HOW TO SEPERATE HEREDITY FROM ENVIRONMENT? Through twin studies of course! Particularly through the study of identicals reared apart. That has been the conventional wisdom in devlopmemtal psychology. But it now turns out to be not quite that simple. This article from the newsletter of the American Psychological Association is a good assesment of how and what we can learn from twin studies about the sources (genetic and environmental) of aggression, intelligence and other important aspects of the human repertoire.
WHY THE BICYCLISTS? WHY THE JEWS? Cynthia Ozick--a distinguished writer if we have one these days--has written this searing essay on the revival of anti-Semitism for a forthcoming book. It appeared today as the lead item in the New York Observer.
A BRIEF BULLETIN FROM THE RADIO FRONT. Apparently, Air America (Franken and Friends) hasn't worked very well and it may now be on the steep slope to its demise. In the proprietor's opinion (and after all he has been doing a radio show for many years) their trouble was not their avowed "liberalism" but rather their unrelieved preference for snarling rather than smiling.

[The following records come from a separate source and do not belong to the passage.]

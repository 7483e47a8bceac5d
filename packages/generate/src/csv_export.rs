//! Spreadsheet exports.
//!
//! `stats.csv` has one row per district plus a final whole-country row with
//! an empty id. `mismatches.csv` lists entities whose `fhrs:id` resolves
//! to nothing, keyed by their `n123`/`w45`/`r6` identifier, for loading
//! into a field-survey tool.

use std::io::Write;

use fhrs_osm_compare::engine::DistrictReport;
use fhrs_osm_compare_models::{ComparisonRecord, DistrictStats};
use serde::Serialize;

use crate::OutputError;

/// Name written on the whole-country row.
pub const COUNTRY_ROW_NAME: &str = "All districts";

#[derive(Debug, Serialize)]
struct StatsRow<'a> {
    district_id: Option<i32>,
    district_name: &'a str,
    matched: u64,
    matched_postcode_error: u64,
    mismatch: u64,
    #[serde(rename = "OSM_with_postcode")]
    osm_with_postcode: u64,
    #[serde(rename = "OSM_no_postcode")]
    osm_no_postcode: u64,
    #[serde(rename = "FHRS")]
    fhrs: u64,
    total_osm: u64,
    total_fhrs: u64,
    osm_matched_or_postcode: u64,
    matched_pct: String,
    postcode_pct: String,
}

impl<'a> StatsRow<'a> {
    fn new(name: &'a str, stats: &DistrictStats) -> Self {
        Self {
            district_id: stats.district_id,
            district_name: name,
            matched: stats.counts.matched,
            matched_postcode_error: stats.counts.matched_postcode_error,
            mismatch: stats.counts.mismatch,
            osm_with_postcode: stats.counts.osm_with_postcode,
            osm_no_postcode: stats.counts.osm_no_postcode,
            fhrs: stats.counts.fhrs,
            total_osm: stats.total_osm,
            total_fhrs: stats.total_fhrs,
            osm_matched_or_postcode: stats.osm_matched_or_postcode,
            matched_pct: format!("{:.1}", stats.matched_pct),
            postcode_pct: format!("{:.1}", stats.postcode_pct),
        }
    }
}

/// Writes the per-district statistics table followed by the country row.
///
/// # Errors
///
/// Returns [`OutputError::Csv`] if a row cannot be written.
pub fn write_stats_csv<W: Write>(
    writer: W,
    reports: &[DistrictReport],
    country: &DistrictStats,
) -> Result<(), OutputError> {
    let mut csv = csv::Writer::from_writer(writer);
    for report in reports {
        csv.serialize(StatsRow::new(&report.name, &report.stats))?;
    }
    csv.serialize(StatsRow::new(COUNTRY_ROW_NAME, country))?;
    csv.flush()?;
    Ok(())
}

#[derive(Debug, Serialize)]
struct MismatchRow<'a> {
    ident: String,
    osm_type: &'a str,
    osm_id: i64,
    name: Option<&'a str>,
    fhrs_id: Option<&'a str>,
    district_id: Option<i32>,
    latitude: f64,
    longitude: f64,
}

/// Writes one row per `mismatch` record that has a map entity.
///
/// # Errors
///
/// Returns [`OutputError::Csv`] if a row cannot be written.
pub fn write_mismatch_csv<W: Write>(
    writer: W,
    records: &[&ComparisonRecord],
) -> Result<(), OutputError> {
    let mut csv = csv::Writer::from_writer(writer);
    let mut rows = 0usize;
    for entity in records.iter().filter_map(|r| r.entity.as_ref()) {
        csv.serialize(MismatchRow {
            ident: entity.ident(),
            osm_type: entity.kind.as_ref(),
            osm_id: entity.id,
            name: entity.name.as_deref(),
            fhrs_id: entity.fhrs_id.as_deref(),
            district_id: entity.district_id,
            latitude: entity.location.latitude,
            longitude: entity.location.longitude,
        })?;
        rows += 1;
    }
    if rows == 0 {
        csv.write_record([
            "ident",
            "osm_type",
            "osm_id",
            "name",
            "fhrs_id",
            "district_id",
            "latitude",
            "longitude",
        ])?;
    }
    csv.flush()?;
    Ok(())
}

WELL, WE CAN AGREE ON "OVERPAID"...but are college presidents as a contempory class usually "hard-working and talented?" That is the assertion in this interesting but--we find--not fully persuasive article from today's issue of the Chronicle of Higher Education.
THE QUESTION THAT REQUIRES GOD AS THE ANSWER...is "Why is there something rather than nothing?" Unless it is all a mere linguistic muddle requiring a Wittgensteinian dismissal. Thomas Nagel takes up this great Philosophy 101 puzzler in this review from the current issue of the Times Literary Supplement.
IF YOU ENJOY A CONTEMPTUOUS, ACIDULOUS, UNSPARINGLY NEGATIVE REVIEW...but funny(!!) read on. This appeared a few days ago in the New Statesman and we think it rivals Macaulay in his most hilariously malicious temper.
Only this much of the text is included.